Description of the task: Go through the data from its first line and retype each line, stopping once the line containing "self.songs.push(song.clone());" has been retyped.

The records START

impl CatalogStore {
  pub fn new() -> Self {
    Self::default()
  }

  pub fn with_config(config: &CatalogConfig) -> Self {
    Self { mobile_index: config.index_users_by_mobile.then(HashMap::new), ..Self::default() }
  }

  // -------- creation --------

  pub fn create_user(&mut self, name: &str, mobile: &str) -> User {
    let user = User::new(name, mobile);
    if let Some(index) = &mut self.mobile_index {
      index.entry(user.mobile.clone()).or_insert(self.users.len());
    }
    debug!(user_id = %user.id, mobile, "user created");
    self.users.push(user.clone());
    user
  }

  pub fn create_artist(&mut self, name: &str) -> Artist {
    let artist = Artist::new(name);
    debug!(artist_id = %artist.id, name, "artist created");
    self.artists.push(artist.clone());
    artist
  }

  /// Crea un álbum bajo el primer artista llamado `artist_name`; si no
  /// existe ninguno, lo registra antes.
  pub fn create_album(&mut self, title: &str, artist_name: &str) -> Album {
    let artist_id = match self.artist_pos(artist_name) {
      Some(pos) => self.artists[pos].id,
      None => self.create_artist(artist_name).id,
    };

    let album = Album::new(title);
    self.albums.push(album.clone());
    self.artist_albums.push(artist_id, album.id);
    debug!(album_id = %album.id, title, artist = artist_name, "album created");
    album
  }

  pub fn create_song(&mut self, title: &str, album_title: &str, length: u32) -> Result<Song> {
    let album_id = self
      .album_pos(album_title)
      .map(|pos| self.albums[pos].id)
      .ok_or_else(|| CoreError::not_found(EntityKind::Album, album_title))?;

    let song = Song::new(title, length);
    self.songs.push(song.clone());
    self.album_songs.push(album_id, song.id);
    debug!(song_id = %song.id, title, album = album_title, length, "song created");
    Ok(song)
  }

  /// Crea una playlist con todas las canciones que duran exactamente
  /// `length` segundos, en orden global de creación.
  pub fn create_playlist_on_length(&mut self, mobile: &str, title: &str, length: u32) -> Result<Playlist> {
    let user_id = self.user(mobile)?.id;
    let songs = self.songs.iter().filter(|s| s.length == length).map(|s| s.id).collect();
    Ok(self.register_playlist(user_id, title, songs))
  }

  /// Crea una playlist con todas las canciones cuyo título aparece en
  /// `song_titles`, en orden global de creación.
  pub fn create_playlist_on_name<S: AsRef<str>>(
    &mut self,
    mobile: &str,
    title: &str,
    song_titles: &[S],
  ) -> Result<Playlist> {
    let user_id = self.user(mobile)?.id;
    let wanted: HashSet<&str> = song_titles.iter().map(AsRef::as_ref).collect();
    let songs = self.songs.iter().filter(|s| wanted.contains(s.title.as_str())).map(|s| s.id).collect();
    Ok(self.register_playlist(user_id, title, songs))
  }

  fn register_playlist(&mut self, creator: UserId, title: &str, songs: Vec<SongId>) -> Playlist {
    let playlist = Playlist::new(title);
    debug!(playlist_id = %playlist.id, title, songs = songs.len(), %creator, "playlist created");

    self.playlists.push(playlist.clone());
    self.playlist_songs.insert(playlist.id, songs);
    self.playlist_listeners.insert(playlist.id, vec![creator]);
    self.latest_playlist.insert(creator, playlist.id);
    self.user_playlists.push(creator, playlist.id);
    playlist
  }

  // -------- interaction --------

  /// Devuelve la primera playlist titulada `title` y registra al usuario
  /// como oyente si todavía no lo era.
  pub fn find_playlist(&mut self, mobile: &str, title: &str) -> Result<Playlist> {
    let user_id = self.user(mobile)?.id;
    let playlist = self.find_playlist_by_title(title)?.clone();

    if self.playlist_listeners.push_unique(playlist.id, user_id) {
      info!(playlist = title, mobile, "listener added");
    }
    Ok(playlist)
  }

  /// Registra el like del usuario en la primera canción titulada `title`.
  ///
  /// Repetir el like no hace nada. Un like nuevo cuenta también para el
  /// artista dueño del álbum de la canción.
  pub fn like_song(&mut self, mobile: &str, title: &str) -> Result<Song> {
    let user_id = self.user(mobile)?.id;
    let pos = self.song_pos(title).ok_or_else(|| CoreError::not_found(EntityKind::Song, title))?;
    let song_id = self.songs[pos].id;

    if !self.song_likers.push_unique(song_id, user_id) {
      debug!(song = title, mobile, "repeat like ignored");
      return Ok(self.songs[pos].clone());
    }

    self.songs[pos].likes += 1;
    info!(song = title, mobile, likes = self.songs[pos].likes, "song liked");

    match self.owning_artist_pos(song_id) {
      Some(artist_pos) => self.artists[artist_pos].likes += 1,
      None => warn!(song = title, "like not attributed: no owning album/artist"),
    }

    Ok(self.songs[pos].clone())
  }

  fn owning_artist_pos(&self, song_id: SongId) -> Option<usize> {
    let album = self.albums.iter().find(|a| self.album_songs.contains(&a.id, &song_id))?;
    self.artists.iter().position(|ar| self.artist_albums.contains(&ar.id, &album.id))
  }

  // -------- statistics --------

  /// Nombre del artista con más likes; en caso de empate gana el más antiguo.
  pub fn most_popular_artist(&self) -> Option<String> {
    first_max_by(&self.artists, |a| a.likes).map(|a| a.name.clone())
  }

  /// Título de la canción con más likes; en caso de empate gana la más antigua.
  pub fn most_popular_song(&self) -> Option<String> {
    first_max_by(&self.songs, |s| s.likes).map(|s| s.title.clone())
  }

  pub fn stats(&self) -> CatalogStats {
    CatalogStats {
      users: self.users.len(),
      artists: self.artists.len(),
      albums: self.albums.len(),
      songs: self.songs.len(),
      playlists: self.playlists.len(),
      song_likes: self.songs.iter().map(|s| u64::from(s.likes)).sum(),
    }
  }

  // -------- lookup --------

  pub fn users(&self) -> &[User] {
    &self.users
  }

  pub fn artists(&self) -> &[Artist] {
    &self.artists
  }

  pub fn albums(&self) -> &[Album] {
    &self.albums
  }

  pub fn songs(&self) -> &[Song] {
    &self.songs
  }

  pub fn playlists(&self) -> &[Playlist] {
    &self.playlists
  }

  pub fn find_user(&self, mobile: &str) -> Result<&User> {
    self.user(mobile)
  }

  pub fn find_artist(&self, name: &str) -> Result<&Artist> {
    self.artist_pos(name).map(|pos| &self.artists[pos]).ok_or_else(|| CoreError::not_found(EntityKind::Artist, name))
  }

  pub fn find_album(&self, title: &str) -> Result<&Album> {
    self.album_pos(title).map(|pos| &self.albums[pos]).ok_or_else(|| CoreError::not_found(EntityKind::Album, title))
  }

  pub fn find_song(&self, title: &str) -> Result<&Song> {
    self.song_pos(title).map(|pos| &self.songs[pos]).ok_or_else(|| CoreError::not_found(EntityKind::Song, title))
  }

  /// Versión de solo lectura de [`find_playlist`](Self::find_playlist).
  pub fn find_playlist_by_title(&self, title: &str) -> Result<&Playlist> {
    self
      .playlists
      .iter()
      .find(|p| p.title == title)
      .ok_or_else(|| CoreError::not_found(EntityKind::Playlist, title))
  }

  pub fn albums_of(&self, artist: ArtistId) -> &[AlbumId] {
    self.artist_albums.get(&artist)
  }

  pub fn songs_of(&self, album: AlbumId) -> &[SongId] {
    self.album_songs.get(&album)
  }

  pub fn playlist_songs(&self, playlist: PlaylistId) -> &[SongId] {
    self.playlist_songs.get(&playlist)
  }

  pub fn playlist_listeners(&self, playlist: PlaylistId) -> &[UserId] {
    self.playlist_listeners.get(&playlist)
  }

  /// Última playlist creada por el usuario.
  pub fn latest_playlist_of(&self, user: UserId) -> Option<PlaylistId> {
    self.latest_playlist.get(&user).copied()
  }

  /// Todas las playlists creadas por el usuario, de la más antigua a la más reciente.
  pub fn playlists_created_by(&self, user: UserId) -> &[PlaylistId] {
    self.user_playlists.get(&user)
  }

  pub fn song_likers(&self, song: SongId) -> &[UserId] {
    self.song_likers.get(&song)
  }

  pub fn album_artist(&self, album: AlbumId) -> Option<&Artist> {
    self.artists.iter().find(|ar| self.artist_albums.contains(&ar.id, &album))
  }

  pub fn song_album(&self, song: SongId) -> Option<&Album> {
    self.albums.iter().find(|a| self.album_songs.contains(&a.id, &song))
  }

  fn user(&self, mobile: &str) -> Result<&User> {
    let pos = match &self.mobile_index {
      Some(index) => index.get(mobile).copied(),
      None => self.users.iter().position(|u| u.mobile == mobile),
    };
    pos.map(|p| &self.users[p]).ok_or_else(|| CoreError::not_found(EntityKind::User, mobile))
  }

  fn artist_pos(&self, name: &str) -> Option<usize> {
    self.artists.iter().position(|a| a.name == name)
  }

  fn album_pos(&self, title: &str) -> Option<usize> {
    self.albums.iter().position(|a| a.title == title)
  }

  fn song_pos(&self, title: &str) -> Option<usize> {
    self.songs.iter().position(|s| s.title == title)
  }
}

The records END

Expected answer:
impl CatalogStore {
  pub fn new() -> Self {
    Self::default()
  }

  pub fn with_config(config: &CatalogConfig) -> Self {
    Self { mobile_index: config.index_users_by_mobile.then(HashMap::new), ..Self::default() }
  }

  // -------- creation --------

  pub fn create_user(&mut self, name: &str, mobile: &str) -> User {
    let user = User::new(name, mobile);
    if let Some(index) = &mut self.mobile_index {
      index.entry(user.mobile.clone()).or_insert(self.users.len());
    }
    debug!(user_id = %user.id, mobile, "user created");
    self.users.push(user.clone());
    user
  }

  pub fn create_artist(&mut self, name: &str) -> Artist {
    let artist = Artist::new(name);
    debug!(artist_id = %artist.id, name, "artist created");
    self.artists.push(artist.clone());
    artist
  }

  /// Crea un álbum bajo el primer artista llamado `artist_name`; si no
  /// existe ninguno, lo registra antes.
  pub fn create_album(&mut self, title: &str, artist_name: &str) -> Album {
    let artist_id = match self.artist_pos(artist_name) {
      Some(pos) => self.artists[pos].id,
      None => self.create_artist(artist_name).id,
    };

    let album = Album::new(title);
    self.albums.push(album.clone());
    self.artist_albums.push(artist_id, album.id);
    debug!(album_id = %album.id, title, artist = artist_name, "album created");
    album
  }

  pub fn create_song(&mut self, title: &str, album_title: &str, length: u32) -> Result<Song> {
    let album_id = self
      .album_pos(album_title)
      .map(|pos| self.albums[pos].id)
      .ok_or_else(|| CoreError::not_found(EntityKind::Album, album_title))?;

    let song = Song::new(title, length);
    self.songs.push(song.clone());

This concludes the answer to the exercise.